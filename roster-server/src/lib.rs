//! # Roster Server
//!
//! HTTP surface for the Roster account service.
//!
//! ## Overview
//!
//! - **Accounts**: registration, login, profile update and deletion
//! - **Sessions**: signed bearer tokens with per-device revocation and
//!   logout-everywhere
//! - **Avatars**: validated image uploads normalized to 250x250 PNG
//!
//! ## Architecture
//!
//! The server is built on Axum and uses:
//! - PostgreSQL (or an in-memory fallback) for account storage
//! - Argon2id for credential hashing
//! - HS256-signed tokens cross-checked against a per-account session set

pub mod avatar;
pub mod infra;
pub mod routes;
pub mod users;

## What to do:
Output every entry word for word.

## Response box:
filename roster-server/src/lib.rs
//! # Roster Server
//!
//! HTTP surface for the Roster account service.
//!
//! ## Overview
//!
//! - **Accounts**: registration, login, profile update and deletion
//! - **Sessions**: signed bearer tokens with per-device revocation and
//!   logout-everywhere
//! - **Avatars**: validated image uploads normalized to 250x250 PNG
//!
//! ## Architecture
//!
//! The server is built on Axum and uses:
//! - PostgreSQL (or an in-memory fallback) for account storage
//! - Argon2id for credential hashing
//! - HS256-signed tokens cross-checked against a per-account session set

pub mod avatar;
pub mod infra;
pub mod routes;
pub mod users;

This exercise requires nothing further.